El gran poeta alemán Rainer Maria Rilke subraya las ventajas que tiene apropiarse de la muerte, familiarizarse con ella, lo cual no quiere decir obsesionarse por ella. En realidad, la muerte anónima, que cultiva la sociedad de consumo, solamente conduce a la vida anónima, despersonalizada, deshumanizada. Es una gran alienación nunca pensar en la muerte, vivir como si no existiera, o solo pensar en ella en función de los seguros de vida, que en realidad son seguros de muerte. Algunos buscan en vano ocultar su miedo en la diversión la huida y el escapismo.
Según Rilke, si le tenemos miedo a la muerte es porque no hemos sabido cultivar la muerte que cada uno de nosotros lleva dentro. Humanizar la muerte es comprender y vivir su sentido. La pregunta por el sentido de la muerte surge de modo apremiante e ineludible. Al presentarse la muerte como lo último y el fin de la vida, le da a esta el sentido y la finalidad última.
Todo ser humano tiene que asumir una gran tarea, encargarse de su vida, aprender a vivir. La muerte nos impulsa a vivir una existencia más auténtica: aceptar nuestra finitud, apreciar nuestra condición itinerante, relativizar la acumulación de bienes y las funciones sociales, descalificar los egoísmos y el afán de lucro, a no desperdiciar el tiempo, sino disfrutar la seriedad del momento y la tarea presente. Buscamos explorar el rostro de la muerte y descubrir lo que nos enseña con su silencio y su mutismo. La celebración del día de muertos nos ayuda a recordar, a llevar al corazón, la memoria de nuestros seres queridos.

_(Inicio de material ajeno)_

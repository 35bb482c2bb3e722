//! Decentralized information-flow control (DIFC).
//!
//! When enabled, every tool invocation passes through a labeling and
//! policy-evaluation pipeline: the backend's guard labels the resource, the
//! monitor checks the agent's accumulated state against it, the backend
//! call runs, the guard labels the response, collections are filtered
//! item-by-item, and delivered labels accumulate into the agent.

pub mod guard;
pub mod label;
pub mod monitor;

pub use guard::{BackendCaller, Guard, GuardRegistry, PassThroughGuard};
pub use label::{
    AgentState, CollectionLabeledData, Label, LabeledData, LabeledItem, LabeledResource,
    OperationKind,
};
pub use monitor::{FilterOutcome, PolicyDecision, PolicyMonitor};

Muchos pensadores antiguos y modernos, señalan que la filosofía, el amor a la sabiduría, posee entre sus principales funciones el aprender o enseñar a morir. En el fondo, aprender a morir es aprender a vivir, lo cual implica dar a la vida una finalidad, una dirección y un sentido, que va más allá del instinto de conservación y cultiva el instinto de superación.
El hombre no limita su actuación a satisfacer las necesidades básicas de supervivencia, sino que procura conferir un valor y un significado a su vida y a su muerte. Incluso en momentos en que la vida parece perder su sentido, en épocas de crisis y de decadencia, aparecen la ansiedad, la inquietud y la angustia como testigos paradójicos de que la búsqueda del sentido, del valor y la exigencia de un fin y de un orden, nunca desaparecen de la mente y del corazón humano. De hecho, la muerte es un evento que hace surgir legítimas preguntas sobre el ser y el quehacer del hombre. La muerte no es solo un gran signo de interrogación que abarca toda la vida, sino una realidad que plantea numerosas incógnitas.
Ante todo, conviene considerar el marco de la condición humana, su vocación itinerante, ya que la muerte está en el camino. Pero ¿qué es la muerte? ¿es algo puntual, o más bien un ingrediente de la vida? Su rostro es enigmático, pero también polifacético: la muerte es algo lejano y cercano, amiga y enemiga, natural y antinatural y ejerce una función crítica para el hombre y para la sociedad.
Hay que tener presente nuestra condición mortal, como viajeros, como de paso en este mundo, seres peregrinos que avizoran siempre en el horizonte a la muerte, que nos ayuda a caminar sabiamente sobre la tierra. El poeta español Jorge Manrique utiliza la metáfora del río: "nuestras vidas son los ríos/ que van a dar a la mar/ que es el morir". Los ríos son para Pascal, caminos que caminan. La esencial del río es no estancarse, siempre fluir, siempre correr, precipitadamente en los rápidos, reposadamente en los remansos, pero siempre, continuamente, constantemente, avanzar. ¿Se puede tener un reposo, como sugiere el epitafio romano?: ¡Detente, caminante! Detente en el espacio, no en el tiempo, la condición itinerante nos lleva siempre a avanzar. En todo caso, el ser humano no tiene aquí residencia permanente, ni se encuentra en esta tierra como en su casa, "ser es estar en camino": no estar instalado, siempre avanzar, estar atento y vigilante a las señales del camino y a los riesgos que este implica. Para el peregrino sería absurdo si el camino condujera a la nada, si desembocara en la aniquilación. La meta, el fin, la culminación del camino no serían ni meta, ni fin, ni culminación, carecería de sentido. Es importante estar a la búsqueda de un fin, más allá del cual no valga la pena prolongar el camino. Estar abierto a la novedad y al sentido de lo invisible. La meta, empero, ilumina todo el sendero: en el claroscuro de la fe brilla la esperanza.